*Input material*
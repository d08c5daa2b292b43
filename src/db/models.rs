use serde::{Deserialize, Serialize};
use sqlx::FromRow;
use time::PrimitiveDateTime;

use crate::db::types::{LectureStatus, QuestionKind, SubjectStatus, TestStatus, UserRole};

#[derive(Debug, Clone, Serialize, Deserialize, FromRow)]
pub(crate) struct User {
    pub(crate) id: String,
    pub(crate) email: String,
    pub(crate) hashed_password: String,
    pub(crate) full_name: String,
    pub(crate) role: UserRole,
    pub(crate) group_id: Option<String>,
    pub(crate) is_active: bool,
    pub(crate) created_at: PrimitiveDateTime,
    pub(crate) updated_at: PrimitiveDateTime,
}

#[derive(Debug, Clone, Serialize, Deserialize, FromRow)]
pub(crate) struct Group {
    pub(crate) id: String,
    pub(crate) name: String,
    pub(crate) created_at: PrimitiveDateTime,
    pub(crate) updated_at: PrimitiveDateTime,
}

#[derive(Debug, Clone, Serialize, Deserialize, FromRow)]
pub(crate) struct Subject {
    pub(crate) id: String,
    pub(crate) title: String,
    pub(crate) description: String,
    pub(crate) status: SubjectStatus,
    pub(crate) created_at: PrimitiveDateTime,
    pub(crate) updated_at: PrimitiveDateTime,
    pub(crate) published_at: Option<PrimitiveDateTime>,
}

#[derive(Debug, Clone, Serialize, Deserialize, FromRow)]
pub(crate) struct Lecture {
    pub(crate) id: String,
    pub(crate) subject_id: String,
    pub(crate) title: String,
    pub(crate) status: LectureStatus,
    pub(crate) file_path: Option<String>,
    pub(crate) original_filename: Option<String>,
    pub(crate) content_type: Option<String>,
    pub(crate) file_size: Option<i64>,
    pub(crate) file_sha256: Option<String>,
    pub(crate) created_at: PrimitiveDateTime,
    pub(crate) updated_at: PrimitiveDateTime,
    pub(crate) published_at: Option<PrimitiveDateTime>,
}

impl Lecture {
    pub(crate) fn has_file(&self) -> bool {
        self.file_path.as_deref().is_some_and(|path| !path.trim().is_empty())
    }
}

#[derive(Debug, Clone, Serialize, Deserialize, FromRow)]
pub(crate) struct CourseTest {
    pub(crate) id: String,
    pub(crate) subject_id: String,
    pub(crate) title: String,
    pub(crate) description: String,
    pub(crate) status: TestStatus,
    pub(crate) days_to_complete: Option<i32>,
    pub(crate) time_limit_minutes: Option<i32>,
    pub(crate) max_attempts: Option<i32>,
    pub(crate) created_at: PrimitiveDateTime,
    pub(crate) updated_at: PrimitiveDateTime,
    pub(crate) published_at: Option<PrimitiveDateTime>,
}

#[derive(Debug, Clone, Serialize, Deserialize, FromRow)]
pub(crate) struct Question {
    pub(crate) id: String,
    pub(crate) test_id: String,
    pub(crate) text: String,
    pub(crate) kind: QuestionKind,
    pub(crate) points: i32,
    pub(crate) order_index: i32,
    pub(crate) created_at: PrimitiveDateTime,
    pub(crate) updated_at: PrimitiveDateTime,
}

#[derive(Debug, Clone, Serialize, Deserialize, FromRow)]
pub(crate) struct AnswerOption {
    pub(crate) id: String,
    pub(crate) question_id: String,
    pub(crate) text: String,
    pub(crate) is_correct: bool,
    pub(crate) order_index: i32,
}

#[derive(Debug, Clone, Serialize, Deserialize, FromRow)]
pub(crate) struct TestAttempt {
    pub(crate) id: String,
    pub(crate) test_id: String,
    pub(crate) student_id: String,
    pub(crate) started_at: PrimitiveDateTime,
    pub(crate) ended_at: Option<PrimitiveDateTime>,
    pub(crate) score: i32,
    pub(crate) is_completed: bool,
    pub(crate) is_late: bool,
}

#[derive(Debug, Clone, Serialize, Deserialize, FromRow)]
pub(crate) struct StudentAnswer {
    pub(crate) id: String,
    pub(crate) attempt_id: String,
    pub(crate) question_id: String,
    pub(crate) points_awarded: i32,
    pub(crate) created_at: PrimitiveDateTime,
}
use axum::{
    extract::State,
    routing::{get, post},
    Json, Router,
};
use validator::Validate;

use crate::api::errors::ApiError;
use crate::api::guards::CurrentUser;
use crate::core::security;
use crate::core::state::AppState;
use crate::db::models::User;
use crate::repositories;
use crate::schemas::auth::TokenResponse;
use crate::schemas::user::{UserLogin, UserResponse};

const INVALID_CREDENTIALS: &str = "Incorrect email or password";

pub(crate) fn router() -> Router<AppState> {
    Router::new().route("/login", post(login)).route("/me", get(me))
}

async fn login(
    State(state): State<AppState>,
    Json(payload): Json<UserLogin>,
) -> Result<Json<TokenResponse>, ApiError> {
    payload.validate().map_err(|e| ApiError::BadRequest(e.to_string()))?;

    let user = authenticate(&state, &payload).await?;
    if !user.is_active {
        tracing::info!(user_id = %user.id, "Login rejected: account disabled");
        return Err(ApiError::BadRequest("Inactive user".to_string()));
    }

    let issued = security::issue_access_token(&user, state.settings().security())
        .map_err(|e| ApiError::internal(e, "Failed to create access token"))?;
    tracing::info!(user_id = %user.id, role = ?user.role, "User logged in");

    Ok(Json(TokenResponse {
        access_token: issued.token,
        token_type: "bearer".to_string(),
        expires_in: issued.expires_in_seconds,
        user: UserResponse::from_db(user),
    }))
}

async fn me(CurrentUser(user): CurrentUser) -> Json<UserResponse> {
    Json(UserResponse::from_db(user))
}

/// Unknown email and wrong password produce the same error.
async fn authenticate(state: &AppState, payload: &UserLogin) -> Result<User, ApiError> {
    let user = repositories::users::find_by_email(state.db(), payload.email.trim())
        .await
        .map_err(|e| ApiError::internal(e, "Failed to load user"))?
        .ok_or(ApiError::Unauthorized(INVALID_CREDENTIALS))?;

    match security::verify_password(&payload.password, &user.hashed_password) {
        Ok(true) => Ok(user),
        Ok(false) => {
            tracing::info!(user_id = %user.id, "Login rejected: wrong password");
            Err(ApiError::Unauthorized(INVALID_CREDENTIALS))
        }
        Err(err) => {
            tracing::error!(user_id = %user.id, error = %err, "Stored password hash is unusable");
            Err(ApiError::Unauthorized(INVALID_CREDENTIALS))
        }
    }
}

*Exercise*
In the records, locate each line holding the string "authenticate" and copy it.

*Result*
    let user = authenticate(&state, &payload).await?;
async fn authenticate(state: &AppState, payload: &UserLogin) -> Result<User, ApiError> {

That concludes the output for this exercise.